Lines holding the string "text" are the ones to copy from this listing.
::::::
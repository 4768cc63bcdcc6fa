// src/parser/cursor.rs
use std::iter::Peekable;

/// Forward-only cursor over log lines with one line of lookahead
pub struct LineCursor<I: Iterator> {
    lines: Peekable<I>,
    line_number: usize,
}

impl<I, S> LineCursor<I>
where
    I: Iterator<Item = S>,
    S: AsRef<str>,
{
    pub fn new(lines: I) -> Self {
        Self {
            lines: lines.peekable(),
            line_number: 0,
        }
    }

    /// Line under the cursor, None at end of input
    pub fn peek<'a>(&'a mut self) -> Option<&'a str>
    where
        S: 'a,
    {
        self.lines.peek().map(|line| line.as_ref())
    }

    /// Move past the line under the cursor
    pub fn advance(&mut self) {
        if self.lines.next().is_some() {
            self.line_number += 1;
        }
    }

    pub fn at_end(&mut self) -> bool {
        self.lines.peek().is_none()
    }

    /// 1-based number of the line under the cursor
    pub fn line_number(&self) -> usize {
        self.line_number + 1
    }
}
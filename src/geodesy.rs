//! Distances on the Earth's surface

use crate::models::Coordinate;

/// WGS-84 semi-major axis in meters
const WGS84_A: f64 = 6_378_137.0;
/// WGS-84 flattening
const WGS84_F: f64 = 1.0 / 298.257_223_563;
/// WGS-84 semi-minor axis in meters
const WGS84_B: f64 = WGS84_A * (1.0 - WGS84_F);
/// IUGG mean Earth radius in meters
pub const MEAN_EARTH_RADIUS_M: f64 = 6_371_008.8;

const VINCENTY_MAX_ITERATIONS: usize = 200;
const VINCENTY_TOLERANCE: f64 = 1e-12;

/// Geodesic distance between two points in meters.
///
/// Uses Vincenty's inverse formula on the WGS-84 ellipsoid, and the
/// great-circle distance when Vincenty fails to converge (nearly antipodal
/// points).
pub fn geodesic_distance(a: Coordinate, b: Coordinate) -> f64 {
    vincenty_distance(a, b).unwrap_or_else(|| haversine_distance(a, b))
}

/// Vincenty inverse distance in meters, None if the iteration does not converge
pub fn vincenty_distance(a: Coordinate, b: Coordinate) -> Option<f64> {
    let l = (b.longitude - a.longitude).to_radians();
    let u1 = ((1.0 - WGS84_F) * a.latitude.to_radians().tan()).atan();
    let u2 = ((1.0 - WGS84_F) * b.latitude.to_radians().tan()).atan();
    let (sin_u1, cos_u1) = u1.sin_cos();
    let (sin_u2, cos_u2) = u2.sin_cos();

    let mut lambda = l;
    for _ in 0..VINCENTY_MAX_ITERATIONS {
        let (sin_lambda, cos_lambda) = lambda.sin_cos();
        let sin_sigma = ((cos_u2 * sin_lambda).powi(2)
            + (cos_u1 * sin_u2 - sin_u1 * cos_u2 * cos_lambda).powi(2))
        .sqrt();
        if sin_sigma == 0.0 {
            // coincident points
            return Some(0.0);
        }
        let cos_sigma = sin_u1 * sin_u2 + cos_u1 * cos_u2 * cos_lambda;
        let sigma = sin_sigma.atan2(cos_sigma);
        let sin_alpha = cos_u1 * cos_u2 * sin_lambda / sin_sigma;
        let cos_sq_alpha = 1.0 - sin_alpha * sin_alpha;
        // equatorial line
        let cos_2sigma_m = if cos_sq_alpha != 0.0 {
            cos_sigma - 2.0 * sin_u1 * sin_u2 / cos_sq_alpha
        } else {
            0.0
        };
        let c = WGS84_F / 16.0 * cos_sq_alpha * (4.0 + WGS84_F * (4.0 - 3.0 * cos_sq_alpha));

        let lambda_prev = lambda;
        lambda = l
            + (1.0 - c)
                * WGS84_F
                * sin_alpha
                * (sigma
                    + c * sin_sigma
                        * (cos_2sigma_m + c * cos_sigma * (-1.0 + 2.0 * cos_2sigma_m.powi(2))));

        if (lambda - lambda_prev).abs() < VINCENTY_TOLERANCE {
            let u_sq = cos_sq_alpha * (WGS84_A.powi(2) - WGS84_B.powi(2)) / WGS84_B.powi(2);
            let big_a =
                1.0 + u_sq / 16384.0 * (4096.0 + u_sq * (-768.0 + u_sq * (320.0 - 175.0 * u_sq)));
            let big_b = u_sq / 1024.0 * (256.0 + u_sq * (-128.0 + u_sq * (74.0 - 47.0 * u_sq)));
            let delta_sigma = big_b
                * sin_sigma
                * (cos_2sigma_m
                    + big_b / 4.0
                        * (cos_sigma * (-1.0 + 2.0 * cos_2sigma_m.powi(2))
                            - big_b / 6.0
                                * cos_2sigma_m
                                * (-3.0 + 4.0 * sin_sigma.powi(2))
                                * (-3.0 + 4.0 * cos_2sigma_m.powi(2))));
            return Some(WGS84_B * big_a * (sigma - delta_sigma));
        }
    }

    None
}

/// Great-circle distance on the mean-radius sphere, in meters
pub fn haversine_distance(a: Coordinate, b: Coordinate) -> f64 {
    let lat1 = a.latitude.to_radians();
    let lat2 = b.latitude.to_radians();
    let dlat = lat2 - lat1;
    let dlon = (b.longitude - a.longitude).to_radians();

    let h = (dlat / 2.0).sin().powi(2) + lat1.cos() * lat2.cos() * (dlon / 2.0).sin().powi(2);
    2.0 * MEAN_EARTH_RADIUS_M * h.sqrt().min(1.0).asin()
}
::::::
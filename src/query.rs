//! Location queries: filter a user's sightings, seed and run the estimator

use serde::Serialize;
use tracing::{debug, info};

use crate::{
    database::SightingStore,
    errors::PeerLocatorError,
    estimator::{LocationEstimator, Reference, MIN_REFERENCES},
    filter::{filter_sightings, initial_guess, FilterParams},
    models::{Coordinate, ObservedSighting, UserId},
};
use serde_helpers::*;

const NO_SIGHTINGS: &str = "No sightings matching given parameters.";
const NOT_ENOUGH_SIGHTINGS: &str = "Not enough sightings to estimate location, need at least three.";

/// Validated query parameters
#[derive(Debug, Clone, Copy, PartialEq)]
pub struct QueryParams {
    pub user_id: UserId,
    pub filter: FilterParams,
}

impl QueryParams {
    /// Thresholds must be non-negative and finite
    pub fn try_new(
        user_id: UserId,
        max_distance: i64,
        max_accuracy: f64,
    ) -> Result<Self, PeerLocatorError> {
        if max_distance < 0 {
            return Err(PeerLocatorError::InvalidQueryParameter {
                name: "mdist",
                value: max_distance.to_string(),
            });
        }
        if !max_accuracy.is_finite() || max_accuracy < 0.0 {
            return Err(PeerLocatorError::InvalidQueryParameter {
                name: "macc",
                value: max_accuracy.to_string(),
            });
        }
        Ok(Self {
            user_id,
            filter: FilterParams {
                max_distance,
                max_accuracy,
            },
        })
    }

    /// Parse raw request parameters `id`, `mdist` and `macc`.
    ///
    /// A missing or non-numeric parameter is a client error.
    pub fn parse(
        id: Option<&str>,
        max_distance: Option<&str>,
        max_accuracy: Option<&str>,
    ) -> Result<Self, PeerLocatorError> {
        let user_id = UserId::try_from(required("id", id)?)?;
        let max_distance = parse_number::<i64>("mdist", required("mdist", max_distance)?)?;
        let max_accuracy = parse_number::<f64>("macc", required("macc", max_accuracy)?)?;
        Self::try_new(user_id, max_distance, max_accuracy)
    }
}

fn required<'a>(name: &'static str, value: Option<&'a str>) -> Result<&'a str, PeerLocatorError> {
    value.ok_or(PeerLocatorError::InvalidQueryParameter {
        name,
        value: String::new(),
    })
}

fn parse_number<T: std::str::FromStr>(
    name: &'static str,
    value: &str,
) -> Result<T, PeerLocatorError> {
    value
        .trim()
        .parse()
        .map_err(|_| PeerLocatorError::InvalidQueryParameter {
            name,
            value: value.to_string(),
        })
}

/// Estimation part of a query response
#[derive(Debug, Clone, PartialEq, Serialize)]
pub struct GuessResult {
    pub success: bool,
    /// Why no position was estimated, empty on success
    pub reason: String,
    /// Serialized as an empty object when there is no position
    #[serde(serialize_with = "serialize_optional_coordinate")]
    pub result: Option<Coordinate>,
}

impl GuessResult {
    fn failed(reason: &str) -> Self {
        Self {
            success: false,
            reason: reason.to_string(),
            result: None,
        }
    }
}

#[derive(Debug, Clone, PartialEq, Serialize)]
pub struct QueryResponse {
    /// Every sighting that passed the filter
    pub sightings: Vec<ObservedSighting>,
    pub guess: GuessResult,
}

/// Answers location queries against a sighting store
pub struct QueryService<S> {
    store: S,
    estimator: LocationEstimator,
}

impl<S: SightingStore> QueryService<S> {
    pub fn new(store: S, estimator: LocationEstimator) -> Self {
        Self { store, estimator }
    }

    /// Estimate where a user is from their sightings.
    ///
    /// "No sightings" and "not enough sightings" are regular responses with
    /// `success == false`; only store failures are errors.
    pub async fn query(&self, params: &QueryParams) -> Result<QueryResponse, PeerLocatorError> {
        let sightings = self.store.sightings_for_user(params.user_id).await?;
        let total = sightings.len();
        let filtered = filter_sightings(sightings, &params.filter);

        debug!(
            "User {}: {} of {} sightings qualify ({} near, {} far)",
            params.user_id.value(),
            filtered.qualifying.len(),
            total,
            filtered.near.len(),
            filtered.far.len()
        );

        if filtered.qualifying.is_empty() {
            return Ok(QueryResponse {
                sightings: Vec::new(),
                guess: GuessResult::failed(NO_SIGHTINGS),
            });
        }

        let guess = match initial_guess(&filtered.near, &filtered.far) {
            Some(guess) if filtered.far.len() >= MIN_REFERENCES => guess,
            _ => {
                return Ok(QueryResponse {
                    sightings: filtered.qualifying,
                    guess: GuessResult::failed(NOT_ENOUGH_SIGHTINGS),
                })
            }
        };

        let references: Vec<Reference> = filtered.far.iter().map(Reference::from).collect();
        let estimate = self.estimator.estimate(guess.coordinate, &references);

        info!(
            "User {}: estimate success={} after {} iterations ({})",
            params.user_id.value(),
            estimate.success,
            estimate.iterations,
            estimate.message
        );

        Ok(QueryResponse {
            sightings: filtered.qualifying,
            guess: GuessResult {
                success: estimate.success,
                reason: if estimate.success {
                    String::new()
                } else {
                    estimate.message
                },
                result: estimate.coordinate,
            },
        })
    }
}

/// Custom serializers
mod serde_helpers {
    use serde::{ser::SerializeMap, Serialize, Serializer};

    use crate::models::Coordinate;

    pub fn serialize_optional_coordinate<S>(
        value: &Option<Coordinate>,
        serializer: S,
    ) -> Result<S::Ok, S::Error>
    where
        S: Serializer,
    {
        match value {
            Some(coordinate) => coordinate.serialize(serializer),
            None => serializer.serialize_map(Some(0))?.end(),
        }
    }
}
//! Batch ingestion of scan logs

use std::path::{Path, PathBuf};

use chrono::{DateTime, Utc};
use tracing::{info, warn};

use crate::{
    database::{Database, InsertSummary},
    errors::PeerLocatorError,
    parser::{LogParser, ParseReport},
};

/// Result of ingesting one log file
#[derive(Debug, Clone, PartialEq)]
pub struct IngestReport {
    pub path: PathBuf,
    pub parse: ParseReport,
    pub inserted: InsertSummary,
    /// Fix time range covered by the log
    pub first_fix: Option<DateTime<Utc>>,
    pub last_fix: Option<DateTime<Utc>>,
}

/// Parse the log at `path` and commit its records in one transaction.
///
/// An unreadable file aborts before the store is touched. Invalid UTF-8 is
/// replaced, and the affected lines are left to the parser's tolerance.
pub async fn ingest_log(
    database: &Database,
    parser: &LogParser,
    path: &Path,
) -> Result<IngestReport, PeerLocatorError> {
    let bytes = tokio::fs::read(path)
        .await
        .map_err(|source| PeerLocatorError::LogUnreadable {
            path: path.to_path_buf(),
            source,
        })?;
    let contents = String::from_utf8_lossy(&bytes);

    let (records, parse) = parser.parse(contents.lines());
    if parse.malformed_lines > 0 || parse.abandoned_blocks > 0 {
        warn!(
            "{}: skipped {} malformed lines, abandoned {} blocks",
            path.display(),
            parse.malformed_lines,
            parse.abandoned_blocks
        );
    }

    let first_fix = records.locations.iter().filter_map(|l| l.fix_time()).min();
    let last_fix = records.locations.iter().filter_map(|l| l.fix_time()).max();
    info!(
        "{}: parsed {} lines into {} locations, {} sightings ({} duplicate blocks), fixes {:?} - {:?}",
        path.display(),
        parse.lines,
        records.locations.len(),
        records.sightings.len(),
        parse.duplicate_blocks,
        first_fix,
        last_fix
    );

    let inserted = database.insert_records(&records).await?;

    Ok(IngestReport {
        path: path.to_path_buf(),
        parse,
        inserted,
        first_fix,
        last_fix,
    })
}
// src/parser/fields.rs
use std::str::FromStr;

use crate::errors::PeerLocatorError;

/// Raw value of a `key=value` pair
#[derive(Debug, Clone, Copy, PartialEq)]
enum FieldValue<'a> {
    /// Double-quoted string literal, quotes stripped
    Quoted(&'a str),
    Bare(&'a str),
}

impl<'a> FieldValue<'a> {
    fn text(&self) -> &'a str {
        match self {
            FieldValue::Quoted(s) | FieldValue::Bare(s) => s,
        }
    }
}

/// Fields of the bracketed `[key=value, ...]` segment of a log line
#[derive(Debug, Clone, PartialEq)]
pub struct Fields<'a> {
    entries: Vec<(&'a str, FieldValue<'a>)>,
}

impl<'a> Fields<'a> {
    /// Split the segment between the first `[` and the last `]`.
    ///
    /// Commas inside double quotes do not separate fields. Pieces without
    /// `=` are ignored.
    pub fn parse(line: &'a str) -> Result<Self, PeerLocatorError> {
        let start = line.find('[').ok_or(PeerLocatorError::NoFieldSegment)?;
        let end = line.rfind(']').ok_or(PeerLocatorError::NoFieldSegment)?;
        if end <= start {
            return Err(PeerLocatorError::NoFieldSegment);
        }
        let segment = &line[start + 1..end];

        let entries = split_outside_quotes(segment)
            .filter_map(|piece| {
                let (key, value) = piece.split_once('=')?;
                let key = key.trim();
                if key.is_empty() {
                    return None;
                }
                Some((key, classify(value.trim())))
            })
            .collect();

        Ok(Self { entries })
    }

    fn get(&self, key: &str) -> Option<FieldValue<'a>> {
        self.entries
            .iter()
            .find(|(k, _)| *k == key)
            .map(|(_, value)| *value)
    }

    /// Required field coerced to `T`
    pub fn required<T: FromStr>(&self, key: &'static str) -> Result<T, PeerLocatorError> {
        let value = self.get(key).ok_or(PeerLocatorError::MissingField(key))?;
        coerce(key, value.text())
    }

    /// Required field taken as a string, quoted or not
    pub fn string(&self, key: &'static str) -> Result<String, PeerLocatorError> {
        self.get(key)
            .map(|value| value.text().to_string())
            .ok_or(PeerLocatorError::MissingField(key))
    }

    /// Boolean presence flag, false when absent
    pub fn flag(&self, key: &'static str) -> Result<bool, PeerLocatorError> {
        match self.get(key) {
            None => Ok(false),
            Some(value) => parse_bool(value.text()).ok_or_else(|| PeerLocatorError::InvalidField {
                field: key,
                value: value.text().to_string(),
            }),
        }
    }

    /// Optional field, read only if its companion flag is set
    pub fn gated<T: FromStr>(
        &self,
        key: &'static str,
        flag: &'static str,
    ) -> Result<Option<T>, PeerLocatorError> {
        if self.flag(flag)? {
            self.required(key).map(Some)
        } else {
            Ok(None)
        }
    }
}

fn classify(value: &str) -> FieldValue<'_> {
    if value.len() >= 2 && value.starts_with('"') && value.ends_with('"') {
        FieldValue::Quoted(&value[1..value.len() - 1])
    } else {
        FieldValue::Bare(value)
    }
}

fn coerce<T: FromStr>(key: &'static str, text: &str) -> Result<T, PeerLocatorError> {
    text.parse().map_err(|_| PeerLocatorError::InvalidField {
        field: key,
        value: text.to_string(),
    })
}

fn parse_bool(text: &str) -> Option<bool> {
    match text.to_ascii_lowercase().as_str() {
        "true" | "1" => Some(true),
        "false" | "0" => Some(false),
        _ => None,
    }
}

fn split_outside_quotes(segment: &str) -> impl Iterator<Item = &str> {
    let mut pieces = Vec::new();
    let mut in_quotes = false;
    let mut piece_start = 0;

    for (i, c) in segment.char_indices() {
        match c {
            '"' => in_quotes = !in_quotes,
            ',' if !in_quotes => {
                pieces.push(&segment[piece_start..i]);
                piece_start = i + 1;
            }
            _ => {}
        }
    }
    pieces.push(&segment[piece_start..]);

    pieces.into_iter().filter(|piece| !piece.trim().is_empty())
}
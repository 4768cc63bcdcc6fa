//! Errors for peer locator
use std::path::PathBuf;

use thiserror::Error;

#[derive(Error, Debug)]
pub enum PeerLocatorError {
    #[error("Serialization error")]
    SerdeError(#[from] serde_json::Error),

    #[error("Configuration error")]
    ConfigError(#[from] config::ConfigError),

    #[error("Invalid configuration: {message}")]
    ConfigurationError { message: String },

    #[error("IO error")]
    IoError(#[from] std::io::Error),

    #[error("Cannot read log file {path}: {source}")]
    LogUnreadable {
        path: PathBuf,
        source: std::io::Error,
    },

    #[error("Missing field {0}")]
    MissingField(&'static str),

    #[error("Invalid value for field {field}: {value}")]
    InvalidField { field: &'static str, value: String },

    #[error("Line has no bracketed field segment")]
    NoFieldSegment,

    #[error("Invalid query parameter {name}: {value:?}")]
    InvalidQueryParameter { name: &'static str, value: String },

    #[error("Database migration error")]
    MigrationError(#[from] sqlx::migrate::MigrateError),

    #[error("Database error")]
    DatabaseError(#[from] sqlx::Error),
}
::::::
- _Completed exercise_
    fn text(&self) -> &'a str {
        coerce(key, value.text())
            .map(|value| value.text().to_string())
            Some(value) => parse_bool(value.text()).ok_or_else(|| PeerLocatorError::InvalidField {
                value: value.text().to_string(),
fn coerce<T: FromStr>(key: &'static str, text: &str) -> Result<T, PeerLocatorError> {
    text.parse().map_err(|_| PeerLocatorError::InvalidField {
        value: text.to_string(),
fn parse_bool(text: &str) -> Option<bool> {
    match text.to_ascii_lowercase().as_str() {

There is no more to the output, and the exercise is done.